ACTIVITY: Give the number of lines in the records that include the word "filename", and nothing besides.

Stored data:
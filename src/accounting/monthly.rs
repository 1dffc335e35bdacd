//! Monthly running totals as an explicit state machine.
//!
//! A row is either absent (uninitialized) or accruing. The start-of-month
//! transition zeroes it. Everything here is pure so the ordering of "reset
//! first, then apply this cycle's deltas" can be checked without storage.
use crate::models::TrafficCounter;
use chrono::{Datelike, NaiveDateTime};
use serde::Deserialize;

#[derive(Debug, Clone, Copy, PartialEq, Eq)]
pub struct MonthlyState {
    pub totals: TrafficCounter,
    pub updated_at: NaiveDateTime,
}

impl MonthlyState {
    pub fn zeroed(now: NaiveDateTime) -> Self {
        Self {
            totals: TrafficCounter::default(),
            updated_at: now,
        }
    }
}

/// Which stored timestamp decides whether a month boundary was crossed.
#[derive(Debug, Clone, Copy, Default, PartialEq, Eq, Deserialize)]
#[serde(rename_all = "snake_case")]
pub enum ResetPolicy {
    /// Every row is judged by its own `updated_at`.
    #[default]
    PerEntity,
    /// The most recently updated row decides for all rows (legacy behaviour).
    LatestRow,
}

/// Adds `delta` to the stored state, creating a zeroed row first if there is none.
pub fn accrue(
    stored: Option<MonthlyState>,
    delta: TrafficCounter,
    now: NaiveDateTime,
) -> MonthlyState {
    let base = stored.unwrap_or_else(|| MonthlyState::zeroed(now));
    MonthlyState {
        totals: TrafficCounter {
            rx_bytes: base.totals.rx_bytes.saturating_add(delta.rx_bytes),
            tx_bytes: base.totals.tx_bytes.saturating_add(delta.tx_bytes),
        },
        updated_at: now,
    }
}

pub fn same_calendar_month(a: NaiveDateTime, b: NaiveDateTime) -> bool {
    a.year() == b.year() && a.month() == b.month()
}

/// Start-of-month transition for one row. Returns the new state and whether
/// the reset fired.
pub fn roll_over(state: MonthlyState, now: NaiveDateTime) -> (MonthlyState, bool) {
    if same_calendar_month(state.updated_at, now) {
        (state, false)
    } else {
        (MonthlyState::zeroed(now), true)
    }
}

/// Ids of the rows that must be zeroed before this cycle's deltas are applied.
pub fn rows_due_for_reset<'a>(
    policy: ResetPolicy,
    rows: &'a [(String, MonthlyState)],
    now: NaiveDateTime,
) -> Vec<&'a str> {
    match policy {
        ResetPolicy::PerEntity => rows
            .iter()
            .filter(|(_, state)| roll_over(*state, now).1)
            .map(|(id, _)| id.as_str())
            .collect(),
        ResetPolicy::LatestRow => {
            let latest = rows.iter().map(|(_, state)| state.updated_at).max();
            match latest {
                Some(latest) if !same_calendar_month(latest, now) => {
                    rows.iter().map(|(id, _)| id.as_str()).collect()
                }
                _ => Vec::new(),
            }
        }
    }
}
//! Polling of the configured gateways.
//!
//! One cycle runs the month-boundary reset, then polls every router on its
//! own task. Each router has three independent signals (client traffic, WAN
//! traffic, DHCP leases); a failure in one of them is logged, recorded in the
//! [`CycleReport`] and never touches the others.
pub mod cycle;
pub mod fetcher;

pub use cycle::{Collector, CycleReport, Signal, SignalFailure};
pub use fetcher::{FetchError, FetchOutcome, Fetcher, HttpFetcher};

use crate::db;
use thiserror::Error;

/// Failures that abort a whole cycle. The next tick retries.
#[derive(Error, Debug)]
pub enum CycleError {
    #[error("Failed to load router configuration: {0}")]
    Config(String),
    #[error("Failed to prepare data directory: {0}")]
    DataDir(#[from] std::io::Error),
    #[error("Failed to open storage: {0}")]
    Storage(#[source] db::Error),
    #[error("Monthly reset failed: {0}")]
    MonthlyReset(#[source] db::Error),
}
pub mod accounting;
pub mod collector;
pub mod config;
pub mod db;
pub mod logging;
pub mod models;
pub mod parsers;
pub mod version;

--

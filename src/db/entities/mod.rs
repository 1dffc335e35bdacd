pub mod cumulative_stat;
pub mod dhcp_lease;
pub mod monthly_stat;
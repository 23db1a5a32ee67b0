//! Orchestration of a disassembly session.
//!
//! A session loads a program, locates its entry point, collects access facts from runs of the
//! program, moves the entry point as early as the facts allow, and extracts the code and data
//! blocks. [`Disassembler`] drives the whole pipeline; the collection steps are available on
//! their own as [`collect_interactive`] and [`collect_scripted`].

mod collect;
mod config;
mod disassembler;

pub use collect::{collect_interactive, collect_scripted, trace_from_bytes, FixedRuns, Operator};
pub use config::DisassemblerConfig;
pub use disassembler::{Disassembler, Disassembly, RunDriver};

RESPONSE FOR THIS EXERCISE: 2